### Your assignment
Exact reproduction required: the lines below from the line with "to persist, dropping" to the line with "error!(shard = queue.shard(), sequence, error", both ends included, and no others.

Stored data:
use super::batch::Batch;
use super::durable::{DurableQueue, QueueError, QueueStats};
use std::path::PathBuf;
use std::sync::{Arc, Mutex, MutexGuard, PoisonError};
use tokio::sync::{mpsc, Notify};
use tracing::{debug, error};

/// Cloneable async handle to one shard's durable queue.
///
/// File I/O runs on the blocking pool, and the queue lock is only ever taken
/// there. Stats come from a snapshot refreshed after every operation, so
/// reading them never waits behind disk I/O. Enqueues wake whoever is
/// waiting in [`ShardQueue::notified`].
#[derive(Clone)]
pub struct ShardQueue {
    shard: usize,
    inner: Arc<Mutex<DurableQueue>>,
    snapshot: Arc<Mutex<QueueStats>>,
    notify: Arc<Notify>,
}

fn lock(inner: &Mutex<DurableQueue>) -> Result<MutexGuard<'_, DurableQueue>, QueueError> {
    inner.lock().map_err(|_| QueueError::Poisoned)
}

fn store(snapshot: &Mutex<QueueStats>, stats: QueueStats) {
    *snapshot.lock().unwrap_or_else(PoisonError::into_inner) = stats;
}

impl ShardQueue {
    pub async fn open(
        dir: PathBuf,
        shard: usize,
        segment_max_bytes: u64,
    ) -> Result<Self, QueueError> {
        let queue =
            tokio::task::spawn_blocking(move || DurableQueue::open(dir, segment_max_bytes))
                .await??;

        Ok(Self {
            shard,
            snapshot: Arc::new(Mutex::new(queue.stats())),
            inner: Arc::new(Mutex::new(queue)),
            notify: Arc::new(Notify::new()),
        })
    }

    pub fn shard(&self) -> usize {
        self.shard
    }

    /// Runs `op` against the queue on the blocking pool and refreshes the
    /// stats snapshot, whether or not it succeeded.
    async fn run<T, F>(&self, op: F) -> Result<T, QueueError>
    where
        T: Send + 'static,
        F: FnOnce(&mut DurableQueue) -> Result<T, QueueError> + Send + 'static,
    {
        let inner = self.inner.clone();
        let snapshot = self.snapshot.clone();
        tokio::task::spawn_blocking(move || {
            let mut queue = lock(&inner)?;
            let result = op(&mut *queue);
            store(&snapshot, queue.stats());
            result
        })
        .await?
    }

    pub async fn enqueue(&self, batch: Batch) -> Result<(), QueueError> {
        self.run(move |queue| queue.enqueue(&batch)).await?;
        self.notify.notify_one();
        Ok(())
    }

    pub async fn dequeue(&self, min_timestamp_ms: i64) -> Result<Option<Batch>, QueueError> {
        self.run(move |queue| queue.dequeue(min_timestamp_ms)).await
    }

    pub async fn ack(&self, sequence: u64) -> Result<bool, QueueError> {
        self.run(move |queue| queue.ack(sequence)).await
    }

    pub async fn release(&self, sequence: u64) -> Result<bool, QueueError> {
        self.run(move |queue| Ok(queue.release(sequence))).await
    }

    pub fn next_sequence(&self) -> u64 {
        self.stats().next_sequence
    }

    /// Snapshot as of the last completed operation.
    pub fn stats(&self) -> QueueStats {
        *self.snapshot.lock().unwrap_or_else(PoisonError::into_inner)
    }

    /// Resolves after the next enqueue (or immediately if one happened since
    /// the last wait).
    pub async fn notified(&self) {
        self.notify.notified().await
    }
}

/// Drains sealed batches from the batcher onto disk.
///
/// A batch too large to store is dropped and reported through `on_oversized`;
/// the queue stays usable. Returns when the batcher side of the channel
/// closes and everything received has been handled, or at the first
/// durability error.
pub async fn run_persister(
    queue: ShardQueue,
    mut sealed: mpsc::Receiver<Batch>,
    on_persisted: impl Fn(u64, usize),
    on_oversized: impl Fn(u64, usize),
) -> Result<(), QueueError> {
    while let Some(batch) = sealed.recv().await {
        let sequence = batch.sequence;
        let samples = batch.len();

        match queue.enqueue(batch).await {
            Ok(()) => {
                debug!(shard = queue.shard(), sequence, samples, "Batch persisted");
                on_persisted(sequence, samples);
            }
            Err(QueueError::RecordTooLarge { len, .. }) => {
                error!(
                    shard = queue.shard(),
                    sequence,
                    samples,
                    bytes = len,
                    "Batch too large to persist, dropping it"
                );
                on_oversized(sequence, samples);
            }
            Err(e) => {
                error!(shard = queue.shard(), sequence, error = %e, "Failed to persist batch");
                return Err(e);
            }
        }
    }
    Ok(())
}

#[cfg(test)]
mod tests {
    use super::*;
    use crate::clock::MockClock;
    use crate::queue::Batcher;
    use crate::series::{Sample, SeriesLabels};
    use std::time::Duration;
    use tempfile::TempDir;

    fn batch(sequence: u64) -> Batch {
        Batch {
            shard: 0,
            sequence,
            created_at_ms: 0,
            samples: vec![Sample::new(
                SeriesLabels::from_pairs([("__name__", "up")]),
                1_000,
                1.0,
            )],
        }
    }

    #[tokio::test]
    async fn test_enqueue_wakes_waiter() {
        let dir = TempDir::new().unwrap();
        let queue = ShardQueue::open(dir.path().to_path_buf(), 0, 1 << 20)
            .await
            .unwrap();

        let waiter = {
            let queue = queue.clone();
            tokio::spawn(async move { queue.notified().await })
        };
        tokio::task::yield_now().await;

        queue.enqueue(batch(1)).await.unwrap();
        tokio::time::timeout(Duration::from_secs(5), waiter)
            .await
            .expect("waiter should be woken")
            .unwrap();

        let dequeued = queue.dequeue(0).await.unwrap().unwrap();
        assert_eq!(dequeued.sequence, 1);
        assert!(queue.ack(1).await.unwrap());
        assert_eq!(queue.stats().depth(), 0);
    }

    #[tokio::test]
    async fn test_persister_drains_channel_then_exits() {
        let dir = TempDir::new().unwrap();
        let queue = ShardQueue::open(dir.path().to_path_buf(), 0, 1 << 20)
            .await
            .unwrap();
        let (tx, rx) = mpsc::channel(4);

        tx.send(batch(1)).await.unwrap();
        tx.send(batch(2)).await.unwrap();
        drop(tx);

        let persisted = std::sync::Mutex::new(Vec::new());
        run_persister(
            queue.clone(),
            rx,
            |sequence, _| persisted.lock().unwrap().push(sequence),
            |_, _| panic!("nothing oversized"),
        )
        .await
        .unwrap();

        assert_eq!(*persisted.lock().unwrap(), vec![1, 2]);
        assert_eq!(queue.stats().depth(), 2);
        assert_eq!(queue.next_sequence(), 3);
    }

    #[tokio::test]
    async fn test_persister_stops_on_regression() {
        let dir = TempDir::new().unwrap();
        let queue = ShardQueue::open(dir.path().to_path_buf(), 0, 1 << 20)
            .await
            .unwrap();
        let (tx, rx) = mpsc::channel(4);

        tx.send(batch(2)).await.unwrap();
        tx.send(batch(1)).await.unwrap();
        drop(tx);

        let result = run_persister(queue, rx, |_, _| {}, |_, _| {}).await;
        assert!(matches!(
            result,
            Err(QueueError::SequenceRegression { sequence: 1, .. })
        ));
    }

    #[tokio::test]
    async fn test_persister_skips_oversized_batch() {
        let dir = TempDir::new().unwrap();
        let queue = ShardQueue::open(dir.path().to_path_buf(), 0, 1 << 20)
            .await
            .unwrap();
        lock(&queue.inner).unwrap().set_max_record_len(200);

        let mut large = batch(1);
        let sample = large.samples[0].clone();
        large.samples = vec![sample; 20];

        let (tx, rx) = mpsc::channel(4);
        tx.send(large).await.unwrap();
        tx.send(batch(2)).await.unwrap();
        drop(tx);

        let persisted = std::sync::Mutex::new(Vec::new());
        let oversized = std::sync::Mutex::new(Vec::new());
        run_persister(
            queue.clone(),
            rx,
            |sequence, _| persisted.lock().unwrap().push(sequence),
            |sequence, samples| oversized.lock().unwrap().push((sequence, samples)),
        )
        .await
        .unwrap();

        assert_eq!(*oversized.lock().unwrap(), vec![(1, 20)]);
        assert_eq!(*persisted.lock().unwrap(), vec![2]);
        assert_eq!(queue.stats().depth(), 1);
    }

    #[tokio::test]
    async fn test_stats_snapshot_tracks_operations() {
        let dir = TempDir::new().unwrap();
        let queue = ShardQueue::open(dir.path().to_path_buf(), 0, 1 << 20)
            .await
            .unwrap();
        assert_eq!(queue.next_sequence(), 1);

        queue.enqueue(batch(1)).await.unwrap();
        assert_eq!(queue.stats().ready, 1);

        // Queue lock held elsewhere; stats readers do not wait on it
        let guard = lock(&queue.inner).unwrap();
        assert_eq!(queue.stats().ready, 1);
        assert_eq!(queue.next_sequence(), 2);
        drop(guard);

        queue.dequeue(0).await.unwrap().unwrap();
        assert_eq!(queue.stats().in_flight, 1);
        assert!(queue.release(1).await.unwrap());
        assert_eq!(queue.stats().ready, 1);
    }

    #[tokio::test]
    async fn test_full_persist_buffer_holds_back_push() {
        let dir = TempDir::new().unwrap();
        let queue = ShardQueue::open(dir.path().to_path_buf(), 0, 1 << 20)
            .await
            .unwrap();
        let (tx, rx) = mpsc::channel(1);
        let batcher = Batcher::new(0, 1, Duration::from_secs(5), 1, tx, Arc::new(MockClock::new()));
        let persister = tokio::spawn(run_persister(queue.clone(), rx, |_, _| {}, |_, _| {}));
        let sample = |ts| Sample::new(SeriesLabels::from_pairs([("__name__", "up")]), ts, 1.0);

        // Stalls the persister inside its first write
        let guard = lock(&queue.inner).unwrap();
        assert_eq!(batcher.push(sample(1)).await.unwrap(), Some(1));
        assert_eq!(batcher.push(sample(2)).await.unwrap(), Some(2));

        let blocked = tokio::time::timeout(Duration::from_millis(100), batcher.push(sample(3))).await;
        assert!(blocked.is_err());
        drop(guard);

        assert_eq!(batcher.push(sample(3)).await.unwrap(), Some(3));
        batcher.close().await.unwrap();
        persister.await.unwrap().unwrap();
        assert_eq!(queue.stats().depth(), 3);
        assert_eq!(queue.next_sequence(), 4);
    }
}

### Written response
                    "Batch too large to persist, dropping it"
                );
                on_oversized(sequence, samples);
            }
            Err(e) => {
                error!(shard = queue.shard(), sequence, error = %e, "Failed to persist batch");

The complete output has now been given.